It is down to physics. The frequency of a given note doubles each time you go up an octave. Picking the note A because the maths is easy, the frequencies in hertz of the A keys of a piano are:

27.5, 55, 110, 220, 440, 880, 1760, 3520

We perceive this array of frequencies as the same note because they stimulate our senses in very similar ways. Unless listening to a pure tone, instruments will generate different harmonics as well as the fundamental frequency. It is the strength of these harmonics that we perceive as tone.
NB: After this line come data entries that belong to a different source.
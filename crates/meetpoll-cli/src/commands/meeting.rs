use clap::Subcommand;
use meetpoll_core::integrations::MeetingStore;
use meetpoll_core::{Meeting, MeetingDb, NotFoundError};

use crate::context::{print_json, CliResult};

#[derive(Subcommand)]
pub enum MeetingAction {
    /// Create a meeting awaiting a poll
    Create {
        /// Meeting title
        title: String,
        /// Organizer identity
        #[arg(long)]
        organizer: String,
        /// Participant identity (repeatable)
        #[arg(long = "participant", short = 'p')]
        participants: Vec<String>,
        /// Length in minutes
        #[arg(long, default_value_t = 30)]
        duration: i64,
    },
    /// Show a meeting
    Show {
        /// Meeting ID
        id: String,
    },
    /// List meetings
    List,
}

pub async fn run(action: MeetingAction) -> CliResult {
    let db = MeetingDb::open()?;
    match action {
        MeetingAction::Create {
            title,
            organizer,
            participants,
            duration,
        } => {
            if duration <= 0 {
                return Err(format!("duration must be positive (got {duration})").into());
            }
            let meeting = Meeting::new(&title, &organizer, &participants, duration);
            db.insert(&meeting).await?;
            print_json(&meeting)?;
        }
        MeetingAction::Show { id } => {
            let meeting = db
                .get_meeting(&id)
                .await?
                .ok_or(NotFoundError::Meeting(id))?;
            print_json(&meeting)?;
        }
        MeetingAction::List => {
            let summaries: Vec<_> = db.list().await?.iter().map(Meeting::summary).collect();
            print_json(&summaries)?;
        }
    }
    Ok(())
}
use std::sync::Arc;

use clap::Args;
use meetpoll_core::{AutoFinalizer, Config};
use tracing::info;

use crate::context::{poll_service, print_json, CliResult};

#[derive(Args)]
pub struct SweepArgs {
    /// Run a single sweep and exit
    #[arg(long)]
    pub once: bool,
}

pub async fn run(args: SweepArgs) -> CliResult {
    let config = Config::load()?;
    let service = Arc::new(poll_service(&config)?);
    let mut finalizer = AutoFinalizer::new(service, config.polls.sweep_interval());

    if args.once {
        return print_json(&finalizer.sweep_once().await);
    }

    finalizer.start().await?;
    info!("sweeping until interrupted (Ctrl-C)");
    tokio::signal::ctrl_c().await?;
    finalizer.stop().await?;
    Ok(())
}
I don’t know if you’re tone deaf, but all C notes sound similar, despite being different pitches. In fact, C5 sounds much more like C4 than B5 does, despite B5 being closer in pitch to C4. To normal, non-tone deaf people, they can hear the consonance between all the Cs and the strong dissonance between all Cs and Bs.
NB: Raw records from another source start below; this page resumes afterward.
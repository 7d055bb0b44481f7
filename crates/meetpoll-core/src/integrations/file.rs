//! Busy calendars read from a local JSON file.
//!
//! The file maps identities to busy blocks:
//!
//! ```json
//! { "alice@example.com": [{ "start": "2026-03-02T10:00:00Z", "end": "2026-03-02T10:30:00Z" }] }
//! ```
//!
//! Identities absent from the file are reported as not connected.

use std::collections::HashMap;
use std::path::Path;

use async_trait::async_trait;

use super::traits::{BusyBlock, CalendarProvider};
use crate::availability::TimeInterval;
use crate::error::{CalendarError, CoreError};
use crate::identity::normalize_identity;

#[derive(Debug, Clone, Default)]
pub struct FileCalendarProvider {
    calendars: HashMap<String, Vec<BusyBlock>>,
}

impl FileCalendarProvider {
    pub fn from_map(calendars: HashMap<String, Vec<BusyBlock>>) -> Self {
        Self {
            calendars: calendars
                .into_iter()
                .map(|(identity, blocks)| (normalize_identity(&identity), blocks))
                .collect(),
        }
    }

    pub fn from_json(json: &str) -> Result<Self, CoreError> {
        Ok(Self::from_map(serde_json::from_str(json)?))
    }

    pub fn load(path: &Path) -> Result<Self, CoreError> {
        Self::from_json(&std::fs::read_to_string(path)?)
    }
}

#[async_trait]
impl CalendarProvider for FileCalendarProvider {
    fn name(&self) -> &str {
        "file"
    }

    async fn busy_intervals(
        &self,
        identity: &str,
        window: TimeInterval,
    ) -> Result<Vec<BusyBlock>, CalendarError> {
        let blocks = self
            .calendars
            .get(&normalize_identity(identity))
            .ok_or(CalendarError::NotConnected)?;
        Ok(blocks
            .iter()
            .filter(|b| b.start < window.end() && b.end > window.start())
            .cloned()
            .collect())
    }
}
The phenomenon is due to the cyclic nature of pitches: the sound pressure waves move back and forth more synchronously for consonant pitches, and more every-which-way for dissonant pitches.

One way to visualize why C4 and C6 should be similar is to imagine the notes being positions on a clock, and the increasing octaves being the passing of one day to the next. 12 a.m. on Tuesday is similar to 12 a.m. on Wednesday, but unlike 9 a.m. on Tuesday, despite being on the same day.
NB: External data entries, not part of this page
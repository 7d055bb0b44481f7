//! Vote validation and application.

use chrono::{DateTime, Utc};

use super::model::{Poll, Vote};
use crate::error::{CoreError, NotFoundError, StateError};
use crate::identity::normalize_identity;

/// Fail unless the poll is open and before its deadline.
pub fn ensure_accepting_votes(poll: &Poll, now: DateTime<Utc>) -> Result<(), StateError> {
    if !poll.is_open() {
        return Err(StateError::PollClosed(poll.id().to_string()));
    }
    if let Some(deadline) = poll.deadline() {
        if now >= deadline {
            return Err(StateError::DeadlinePassed {
                poll_id: poll.id().to_string(),
                deadline,
            });
        }
    }
    Ok(())
}

/// Record `voter`'s choice of `option_id`, replacing any earlier vote.
///
/// # Errors
/// [`StateError`] when the poll is closed or past its deadline;
/// [`NotFoundError::Option`] when the option does not exist.
pub fn cast_vote(
    poll: &mut Poll,
    option_id: &str,
    voter: &str,
    now: DateTime<Utc>,
) -> Result<(), CoreError> {
    ensure_accepting_votes(poll, now)?;
    if poll.option(option_id).is_none() {
        return Err(NotFoundError::Option {
            poll_id: poll.id().to_string(),
            option_id: option_id.to_string(),
        }
        .into());
    }

    poll.replace_vote(Vote {
        option_id: option_id.to_string(),
        voter: normalize_identity(voter),
        cast_at: now,
    });
    Ok(())
}

#[cfg(test)]
mod tests {
    use super::*;
    use crate::availability::TimeInterval;
    use chrono::{Duration, TimeZone};

    fn now() -> DateTime<Utc> {
        Utc.with_ymd_and_hms(2026, 3, 1, 12, 0, 0).unwrap()
    }

    fn poll_with_deadline(deadline: Option<DateTime<Utc>>) -> Poll {
        let slots = [9, 10, 11]
            .iter()
            .map(|h| {
                let start = Utc.with_ymd_and_hms(2026, 3, 2, *h, 0, 0).unwrap();
                TimeInterval::new(start, start + Duration::minutes(30)).unwrap()
            })
            .collect();
        Poll::new("m1", "org@example.com", slots, deadline, now()).unwrap()
    }

    fn option(poll: &Poll, idx: usize) -> String {
        poll.options()[idx].id().to_string()
    }

    #[test]
    fn revote_replaces_previous_choice() {
        let mut poll = poll_with_deadline(None);
        let (a, b) = (option(&poll, 0), option(&poll, 1));

        cast_vote(&mut poll, &a, "Alice@Example.com", now()).unwrap();
        cast_vote(&mut poll, &b, "alice@example.com", now() + Duration::minutes(1)).unwrap();

        assert_eq!(poll.votes().len(), 1);
        assert_eq!(poll.vote_of("alice@example.com").unwrap().option_id, b);
        assert_eq!(poll.option(&a).unwrap().vote_count(), 0);
        assert_eq!(poll.option(&b).unwrap().vote_count(), 1);
    }

    #[test]
    fn counts_always_sum_to_votes() {
        let mut poll = poll_with_deadline(None);
        let ids: Vec<String> = (0..3).map(|i| option(&poll, i)).collect();
        for (n, voter) in ["a@x.com", "b@x.com", "c@x.com", "a@x.com", "d@x.com"].iter().enumerate() {
            cast_vote(&mut poll, &ids[n % 3], voter, now()).unwrap();
            let total: usize = poll.options().iter().map(|o| o.vote_count()).sum();
            assert_eq!(total, poll.votes().len());
        }
        assert_eq!(poll.votes().len(), 4);
    }

    #[test]
    fn unknown_option_is_not_found() {
        let mut poll = poll_with_deadline(None);
        let err = cast_vote(&mut poll, "nope", "a@x.com", now()).unwrap_err();
        assert!(matches!(err, CoreError::NotFound(NotFoundError::Option { .. })));
        assert!(poll.votes().is_empty());
    }

    #[test]
    fn vote_at_or_after_deadline_is_rejected() {
        let deadline = now() + Duration::hours(1);
        let mut poll = poll_with_deadline(Some(deadline));
        let a = option(&poll, 0);

        cast_vote(&mut poll, &a, "a@x.com", deadline - Duration::seconds(1)).unwrap();
        let err = cast_vote(&mut poll, &a, "b@x.com", deadline).unwrap_err();
        assert!(matches!(err, CoreError::State(StateError::DeadlinePassed { .. })));
    }

    #[test]
    fn vote_on_closed_poll_is_rejected() {
        let mut poll = poll_with_deadline(None);
        let a = option(&poll, 0);
        poll.close(a.clone(), now());
        let err = cast_vote(&mut poll, &a, "a@x.com", now()).unwrap_err();
        assert!(matches!(err, CoreError::State(StateError::PollClosed(_))));
    }
}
There is a huge spectrum of sound frequencies we can hear but they all fall under a handful of notes to put it simply. Notes in music are represented by the letters A through G. If you start with A and increase the pitch all the way to G, it will sound much higher than A. But what if you want to go higher than that? Well if you did that you would hit A again, which would be the same note as that A played in the beginning but with a higher pitch than any of the notes mentioned in this example so far.

As a dude, if I wanted to casually sing along with a song that featured particularly high pitched vocals, I would probably take it down an octave in most settings to not sound ridiculous. I would still be hitting the correct notes, just on a different frequency.

The frequences of all sounds denoted by the same note relate to each other as 1:2:4:8:16:32:64:128:256. Yes, those same numbers from computer science.